• **Required action**: Where a line of the data below has the string "information", copy that line.

• **Exercise inputs**:
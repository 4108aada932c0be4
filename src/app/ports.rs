use async_trait::async_trait;

use crate::error::Result;

/// Outbound fetch boundary. Adapters only ever see this trait, so tests can
/// substitute a canned responder or point the real client at a mock server.
#[async_trait]
pub trait HttpClientPort: Send + Sync {
    /// GET a URL. Transport failures are errors; any HTTP status is a result.
    async fn get(&self, url: &str) -> Result<HttpGetResult>;
}

#[derive(Clone, Debug)]
pub struct HttpGetResult {
    pub status: u16,
    pub bytes: Vec<u8>,
}

impl HttpGetResult {
    pub fn is_success(&self) -> bool {
        (200..300).contains(&self.status)
    }

    pub fn text(&self) -> String {
        String::from_utf8_lossy(&self.bytes).into_owned()
    }
}
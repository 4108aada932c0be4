use chrono::{DateTime, Utc};
use chrono_tz::Tz;

use crate::constants::{DEFAULT_TIMEZONE, MORE_INFO_REGISTER_TEXT, MORE_INFO_TEXT};
use crate::error::{Result, ScraperError};
use crate::extract::escape_attribute;
use crate::tags::derive_tags;
use crate::time::format_title_and_date_to_id;
use crate::types::{CanonicalEvent, EventSourceConfig, ExtendedProps};

/// Rendering options threaded into every adapter
#[derive(Debug, Clone, Copy)]
pub struct NormalizeSettings {
    /// Civil zone for every zone-naive upstream timestamp
    pub timezone: Tz,
    /// Prefix titles with their tag count
    pub debug_titles: bool,
}

impl Default for NormalizeSettings {
    fn default() -> Self {
        Self {
            timezone: DEFAULT_TIMEZONE.parse().unwrap_or(chrono_tz::America::New_York),
            debug_titles: false,
        }
    }
}

/// A record on its way to becoming a `CanonicalEvent`.
///
/// `title` is the untouched upstream title; affixes, tags, id and debug
/// annotation are all applied in `finish`.
#[derive(Debug, Clone, Default)]
pub struct EventDraft {
    pub title: String,
    pub org: String,
    pub start: Option<DateTime<Utc>>,
    pub end: Option<DateTime<Utc>>,
    pub url: String,
    pub description: String,
    pub location: Option<String>,
    pub images: Vec<String>,
    pub native_tags: Vec<String>,
    /// Visible text to match filter keywords against when it differs from
    /// `description`, e.g. before the call-to-action link is appended
    pub tag_text: Option<String>,
    pub extended_props: ExtendedProps,
    /// False while `start` is only a placeholder such as a publication date
    pub timing_reliable: bool,
}

impl EventDraft {
    pub fn finish(self, source: &EventSourceConfig, settings: &NormalizeSettings) -> Result<CanonicalEvent> {
        let start = self
            .start
            .ok_or_else(|| ScraperError::MissingField(format!("start for '{}'", self.title)))?;
        let end = self.end.unwrap_or(start);

        let title = apply_title_affixes(source, &self.title);
        let tag_text = self.tag_text.as_deref().unwrap_or(&self.description);
        let tags = derive_tags(&source.filters, &title, tag_text, &self.native_tags);

        let id = self
            .timing_reliable
            .then(|| format_title_and_date_to_id(&start.with_timezone(&settings.timezone), &title));

        let title = if settings.debug_titles {
            annotate_title(&title, tags.len())
        } else {
            title
        };

        Ok(CanonicalEvent {
            id,
            title,
            org: self.org,
            start,
            end,
            url: self.url,
            description: self.description,
            location: self.location.filter(|l| !l.trim().is_empty()),
            images: self.images.into_iter().filter(|i| !i.is_empty()).take(1).collect(),
            tags,
            extended_props: self.extended_props,
        })
    }
}

pub fn apply_title_affixes(source: &EventSourceConfig, title: &str) -> String {
    format!(
        "{}{}{}",
        source.prefix_title.as_deref().unwrap_or_default(),
        title,
        source.suffix_title.as_deref().unwrap_or_default()
    )
}

pub fn annotate_title(title: &str, tag_count: usize) -> String {
    format!("{} {}", tag_count, title)
}

/// Append the "more information" link unless the description already points at `url`.
pub fn with_more_info_link(description: &str, url: &str, register: bool) -> String {
    if url.is_empty() {
        return description.to_string();
    }
    let href = escape_attribute(url);
    if description.contains(&format!("href=\"{}\"", href)) || description.contains(&format!("href=\"{}\"", url)) {
        return description.to_string();
    }
    let text = if register { MORE_INFO_REGISTER_TEXT } else { MORE_INFO_TEXT };
    format!("{}<br /><a href=\"{}\">{}</a>", description, href, text)
}
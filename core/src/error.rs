use serde::Serialize;
use utoipa::ToSchema;

/// Structured error body returned by every failing endpoint.
/// Carries enough information for the mobile client to show a useful message
/// and for operators to correlate the failure with server logs.
#[derive(Debug, Serialize, ToSchema)]
pub struct ApiError {
    /// Machine-readable error code (e.g. "validation_failed", "not_found", "conflict")
    pub error: String,
    /// Human-readable description of what went wrong
    pub message: String,
    /// Which field caused the error (if applicable)
    #[serde(skip_serializing_if = "Option::is_none")]
    pub field: Option<String>,
    /// The value that was received (if applicable)
    #[serde(skip_serializing_if = "Option::is_none")]
    pub received: Option<serde_json::Value>,
    /// Request ID for tracing and debugging
    pub request_id: String,
    /// Hint about what the correct usage looks like
    #[serde(skip_serializing_if = "Option::is_none")]
    pub docs_hint: Option<String>,
}

/// Error codes used across the API
pub mod codes {
    pub const VALIDATION_FAILED: &str = "validation_failed";
    pub const NOT_FOUND: &str = "not_found";
    pub const CONFLICT: &str = "conflict";
    pub const UPSTREAM_ERROR: &str = "upstream_error";
    pub const UNAVAILABLE: &str = "unavailable";
    pub const INTERNAL_ERROR: &str = "internal_error";
}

• **Task solution**:
/// Append the "more information" link unless the description already points at `url`.
/// Carries enough information for the mobile client to show a useful message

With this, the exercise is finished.